Mumbai (AsiaNews) – “It is shameful to see children die of hunger whilst the country prepares to celebrate its diamond jubilee, 60 years of independence. Some may celebrate economic growth and success, but others do not have enough to eat. Dying from malnutrition is not limited to rural areas, but takes place in urban areas as well, like India’s commercial capital of Mumbai,” said Fr Nithia Sagayam, national executive secretary of the Commission for Justice, Peace and Development of the Catholic Bishops Conference of India (CBCI). He told AsiaNews that this is the paradox “of deaths from hunger in a land of plenty.”

A paradox made the more tragic by the fact that the country has stockpiles of surplus grains, which are sometimes destroyed because they were excess production.
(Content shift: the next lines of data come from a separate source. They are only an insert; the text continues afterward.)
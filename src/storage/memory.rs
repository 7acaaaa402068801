//! In-memory object store.
//!
//! Objects live in a `tokio::sync::RwLock<BTreeMap<...>>` so listings come
//! back in key order, as they do from S3.  Multipart parts are staged per
//! upload id and only become visible as an object on completion.

use bytes::Bytes;
use md5::{Digest, Md5};
use std::collections::{BTreeMap, HashMap};
use std::future::Future;
use std::io::Cursor;
use std::path::Path;
use std::pin::Pin;

use super::backend::{CompletedPart, ObjectReader, ObjectStore, ObjectSummary, TimeUpdate};
use crate::errors::{FilerError, Result};

/// A stored object.
#[derive(Debug, Clone)]
struct StoredObject {
    data: Bytes,
    last_modified: i64,
}

/// An open multipart session.
#[derive(Debug)]
struct PendingUpload {
    key: String,
    /// part_number -> (data, etag)
    parts: BTreeMap<u32, (Bytes, String)>,
}

/// In-memory object store.
#[derive(Debug, Default)]
pub struct MemoryObjectStore {
    objects: tokio::sync::RwLock<BTreeMap<String, StoredObject>>,
    uploads: tokio::sync::RwLock<HashMap<String, PendingUpload>>,
}

impl MemoryObjectStore {
    pub fn new() -> Self {
        Self::default()
    }

    /// Current content of `key`, if stored.
    pub async fn object(&self, key: &str) -> Option<Bytes> {
        self.objects.read().await.get(key).map(|o| o.data.clone())
    }

    /// Number of multipart sessions neither completed nor aborted.
    pub async fn open_uploads(&self) -> usize {
        self.uploads.read().await.len()
    }

    /// Compute the quoted MD5-hex ETag for a byte slice.
    fn compute_etag(data: &[u8]) -> String {
        let mut hasher = Md5::new();
        hasher.update(data);
        format!("\"{}\"", hex::encode(hasher.finalize()))
    }

    fn now_millis() -> i64 {
        chrono::Utc::now().timestamp_millis()
    }
}

impl ObjectStore for MemoryObjectStore {
    fn list_objects(
        &self,
        prefix: &str,
    ) -> Pin<Box<dyn Future<Output = Result<Vec<ObjectSummary>>> + Send + '_>> {
        let prefix = prefix.to_string();
        Box::pin(async move {
            let objects = self.objects.read().await;
            Ok(objects
                .range(prefix.clone()..)
                .take_while(|(key, _)| key.starts_with(&prefix))
                .map(|(key, obj)| ObjectSummary {
                    key: key.clone(),
                    last_modified: obj.last_modified,
                    size: obj.data.len() as u64,
                })
                .collect())
        })
    }

    fn get_object(
        &self,
        key: &str,
    ) -> Pin<Box<dyn Future<Output = Result<ObjectReader>> + Send + '_>> {
        let key = key.to_string();
        Box::pin(async move {
            let objects = self.objects.read().await;
            match objects.get(&key) {
                Some(obj) => Ok(Box::pin(Cursor::new(obj.data.clone())) as ObjectReader),
                None => Err(FilerError::NotFound { path: key }),
            }
        })
    }

    fn put_object(
        &self,
        key: &str,
        data: Bytes,
        content_length: u64,
    ) -> Pin<Box<dyn Future<Output = Result<()>> + Send + '_>> {
        let key = key.to_string();
        Box::pin(async move {
            if data.len() as u64 != content_length {
                return Err(FilerError::Backend(anyhow::anyhow!(
                    "content length mismatch for {key}: declared {content_length}, got {}",
                    data.len()
                )));
            }
            let mut objects = self.objects.write().await;
            objects.insert(
                key,
                StoredObject {
                    data,
                    last_modified: Self::now_millis(),
                },
            );
            Ok(())
        })
    }

    fn create_multipart_upload(
        &self,
        key: &str,
    ) -> Pin<Box<dyn Future<Output = Result<String>> + Send + '_>> {
        let key = key.to_string();
        Box::pin(async move {
            let upload_id = uuid::Uuid::new_v4().to_string();
            let mut uploads = self.uploads.write().await;
            uploads.insert(
                upload_id.clone(),
                PendingUpload {
                    key,
                    parts: BTreeMap::new(),
                },
            );
            Ok(upload_id)
        })
    }

    fn upload_part(
        &self,
        key: &str,
        upload_id: &str,
        part_number: u32,
        file: &Path,
        content_length: u64,
    ) -> Pin<Box<dyn Future<Output = Result<CompletedPart>> + Send + '_>> {
        let key = key.to_string();
        let upload_id = upload_id.to_string();
        let file = file.to_path_buf();
        Box::pin(async move {
            let data = Bytes::from(tokio::fs::read(&file).await?);
            if data.len() as u64 != content_length {
                return Err(FilerError::Backend(anyhow::anyhow!(
                    "part {part_number} of {key}: declared {content_length} bytes, read {}",
                    data.len()
                )));
            }

            let mut uploads = self.uploads.write().await;
            let upload = uploads
                .get_mut(&upload_id)
                .filter(|u| u.key == key)
                .ok_or_else(|| anyhow::anyhow!("no such upload {upload_id} for {key}"))?;
            let etag = Self::compute_etag(&data);
            upload.parts.insert(part_number, (data, etag.clone()));
            Ok(CompletedPart { part_number, etag })
        })
    }

    fn complete_multipart_upload(
        &self,
        key: &str,
        upload_id: &str,
        parts: &[CompletedPart],
    ) -> Pin<Box<dyn Future<Output = Result<()>> + Send + '_>> {
        let key = key.to_string();
        let upload_id = upload_id.to_string();
        let parts = parts.to_vec();
        Box::pin(async move {
            if parts.windows(2).any(|w| w[0].part_number >= w[1].part_number) {
                return Err(FilerError::Backend(anyhow::anyhow!(
                    "parts for {key} are not in ascending order"
                )));
            }

            let mut uploads = self.uploads.write().await;
            let upload = uploads
                .get(&upload_id)
                .filter(|u| u.key == key)
                .ok_or_else(|| anyhow::anyhow!("no such upload {upload_id} for {key}"))?;

            let mut assembled = Vec::new();
            for part in &parts {
                match upload.parts.get(&part.part_number) {
                    Some((data, etag)) if *etag == part.etag => assembled.extend_from_slice(data),
                    _ => {
                        return Err(FilerError::Backend(anyhow::anyhow!(
                            "invalid part {} for upload {upload_id}",
                            part.part_number
                        )))
                    }
                }
            }
            uploads.remove(&upload_id);
            drop(uploads);

            let mut objects = self.objects.write().await;
            objects.insert(
                key,
                StoredObject {
                    data: Bytes::from(assembled),
                    last_modified: Self::now_millis(),
                },
            );
            Ok(())
        })
    }

    fn abort_multipart_upload(
        &self,
        key: &str,
        upload_id: &str,
    ) -> Pin<Box<dyn Future<Output = Result<()>> + Send + '_>> {
        let key = key.to_string();
        let upload_id = upload_id.to_string();
        Box::pin(async move {
            let mut uploads = self.uploads.write().await;
            match uploads.remove(&upload_id) {
                Some(_) => Ok(()),
                None => Err(FilerError::Backend(anyhow::anyhow!(
                    "no such upload {upload_id} for {key}"
                ))),
            }
        })
    }

    fn delete_object(
        &self,
        key: &str,
    ) -> Pin<Box<dyn Future<Output = Result<()>> + Send + '_>> {
        let key = key.to_string();
        Box::pin(async move {
            self.objects.write().await.remove(&key);
            Ok(())
        })
    }

    fn set_modified(
        &self,
        key: &str,
        millis: i64,
    ) -> Pin<Box<dyn Future<Output = Result<TimeUpdate>> + Send + '_>> {
        let key = key.to_string();
        Box::pin(async move {
            let mut objects = self.objects.write().await;
            match objects.get_mut(&key) {
                Some(obj) => {
                    obj.last_modified = millis;
                    Ok(TimeUpdate::Persisted)
                }
                None => Err(FilerError::NotFound { path: key }),
            }
        })
    }
}

// -- Tests -------------------------------------------------------------------
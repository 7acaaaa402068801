//! Filer backed by an object store.
//!
//! Paths map to keys by dropping the leading `/`.  Directories exist only
//! as a naming convention: a key ending in `/` is listed as a directory and
//! [`Filer::create_dirs`] writes such a zero-length marker.  Rename, append
//! and random access have no object-store equivalent and are unsupported.

use bytes::Bytes;
use http::Uri;
use std::future::Future;
use std::pin::Pin;
use std::sync::Arc;
use tracing::{debug, info, warn};

use crate::config::{FilerConfig, SecretPrompt};
use crate::errors::{FilerError, Result};
use crate::filer::{DataIo, FileSink, Filer};
use crate::pool::UploadPool;
use crate::record::{path_to_key, Record, SEPARATOR};
use crate::storage::aws::AwsObjectStore;
use crate::storage::backend::{ObjectReader, ObjectStore, TimeUpdate};
use crate::upload::{BufferedUpload, UploadSettings};

/// Filer over one bucket of an [`ObjectStore`].
pub struct ObjectStoreFiler {
    uri: Uri,
    store: Arc<dyn ObjectStore>,
    /// Shared by every upload this filer opens.
    pool: Arc<UploadPool>,
    settings: UploadSettings,
}

impl ObjectStoreFiler {
    /// Create a filer over `store`, starting `threads` upload workers.
    ///
    /// Must be called from within a tokio runtime.
    pub fn new(
        uri: Uri,
        store: Arc<dyn ObjectStore>,
        settings: UploadSettings,
        threads: usize,
    ) -> Result<Self> {
        if settings.part_size == 0 {
            return Err(FilerError::Config("part_size must be positive".to_string()));
        }
        if settings.part_size < MIN_S3_PART_SIZE {
            warn!(
                "part_size {} is below the 5 MiB S3 minimum; multipart completion may be rejected",
                settings.part_size
            );
        }
        Ok(Self {
            uri,
            store,
            pool: Arc::new(UploadPool::new(threads)),
            settings,
        })
    }

    /// Build an S3-backed filer from configuration.
    ///
    /// A configured key without a secret asks `prompt` for it.
    pub async fn from_config(config: &FilerConfig, prompt: &dyn SecretPrompt) -> Result<Self> {
        let uri = config.uri()?;
        let bucket = config.bucket()?;
        let credentials = config.resolve_credentials(prompt)?;
        let store = AwsObjectStore::new(bucket.clone(), &config.aws, credentials).await;
        let settings = UploadSettings {
            part_size: config.part_size()?,
            temp_dir: config.temp_dir(),
        };

        info!(
            "filer initialized: bucket={} part_size={} threads={} temp_dir={}",
            bucket,
            settings.part_size,
            config.threads,
            settings.temp_dir.display()
        );

        Self::new(uri, Arc::new(store), settings, config.threads)
    }

    /// Open a buffered upload to `path`.
    pub fn upload(&self, path: &str) -> Result<BufferedUpload> {
        BufferedUpload::new(
            Arc::clone(&self.store),
            Arc::clone(&self.pool),
            self.settings.clone(),
            path,
        )
    }

    /// The object store behind this filer.
    pub fn store(&self) -> &Arc<dyn ObjectStore> {
        &self.store
    }
}

/// Smallest non-final part S3 accepts.
const MIN_S3_PART_SIZE: usize = 5 * 1024 * 1024;

impl Filer for ObjectStoreFiler {
    fn uri(&self) -> &Uri {
        &self.uri
    }

    fn list_records(
        &self,
        path: &str,
    ) -> Pin<Box<dyn Future<Output = Result<Vec<Record>>> + Send + '_>> {
        let path = path.to_string();
        Box::pin(async move {
            let prefix = path_to_key(&path)?;
            let summaries = self.store.list_objects(prefix).await?;
            debug!("listed {} entries under {}", summaries.len(), path);
            Ok(summaries
                .into_iter()
                .map(|s| Record::from_key(&self.uri, &s.key, s.last_modified, s.size))
                .collect())
        })
    }

    fn read_file(
        &self,
        path: &str,
    ) -> Pin<Box<dyn Future<Output = Result<ObjectReader>> + Send + '_>> {
        let path = path.to_string();
        Box::pin(async move {
            let key = path_to_key(&path)?;
            self.store.get_object(key).await.map_err(|e| match e {
                FilerError::NotFound { .. } => FilerError::NotFound { path: path.clone() },
                other => other,
            })
        })
    }

    fn write_file(&self, path: &str) -> Result<Box<dyn FileSink>> {
        Ok(Box::new(self.upload(path)?))
    }

    fn append_file(&self, _path: &str) -> Result<Box<dyn FileSink>> {
        Err(FilerError::unsupported("append_file"))
    }

    fn open_file(&self, _path: &str, _write: bool) -> Result<Box<dyn DataIo>> {
        Err(FilerError::unsupported("open_file"))
    }

    fn set_file_time(
        &self,
        path: &str,
        millis: i64,
    ) -> Pin<Box<dyn Future<Output = Result<TimeUpdate>> + Send + '_>> {
        let path = path.to_string();
        Box::pin(async move {
            let key = path_to_key(&path)?;
            let update = self.store.set_modified(key, millis).await.map_err(|e| match e {
                FilerError::NotFound { .. } => FilerError::NotFound { path: path.clone() },
                other => other,
            })?;
            if update == TimeUpdate::Advisory {
                debug!(
                    "modification time of {} stored as metadata only; listings keep the store time",
                    path
                );
            }
            Ok(update)
        })
    }

    fn delete_file(&self, path: &str) -> Pin<Box<dyn Future<Output = Result<()>> + Send + '_>> {
        let path = path.to_string();
        Box::pin(async move {
            let key = path_to_key(&path)?;
            self.store.delete_object(key).await
        })
    }

    fn rename_file(
        &self,
        _old_path: &str,
        _new_path: &str,
    ) -> Pin<Box<dyn Future<Output = Result<()>> + Send + '_>> {
        Box::pin(async { Err(FilerError::unsupported("rename_file")) })
    }

    fn create_dirs(&self, path: &str) -> Pin<Box<dyn Future<Output = Result<()>> + Send + '_>> {
        let path = path.to_string();
        Box::pin(async move {
            let key = path_to_key(&path)?.trim_end_matches(SEPARATOR);
            if key.is_empty() {
                // The root always exists.
                return Ok(());
            }
            let marker = format!("{key}{SEPARATOR}");
            self.store.put_object(&marker, Bytes::new(), 0).await
        })
    }

    fn close(&self) {
        self.pool.shutdown();
    }
}

// -- Tests -------------------------------------------------------------------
For this reason on ‘Justice Day,’ the Sunday that follows Independence Day, the Indian Catholic Church will try to shake the conscience of Christians and non Christians alike on the inherent human right to eat. This year’s chosen theme is Freedom from Hunger.

Hunger is not a hypothetical problem but one that haunts the daily lives of millions of people in India. Just last week a six-month-old baby died from malnutrition in Goregaon a Mumbai suburb; a story like that of two seven-year-old twins—Rohit and Rohini—hospitalised as “severely malnourished.”

Their names are but a few drops in the bucket. According to a National Family Health Survey conducted between December 2005 and August 2006, more than 6,000 Indian children below the age of five years die every day from malnourishment. Moreover, India is home to 57 million (more than a third) of the world's undernourished children.

In 2001 alone, starvation deaths were reported in more than a dozen Indian states. But in July 2002 it was announced that India’s surplus stocks had reached 63 million tonnes, a world record level.

It becomes patently absurd then that in the land of plenty an estimated 440 million Indians should languish at the bottom of the country’s economic and social ladder without enough to eat.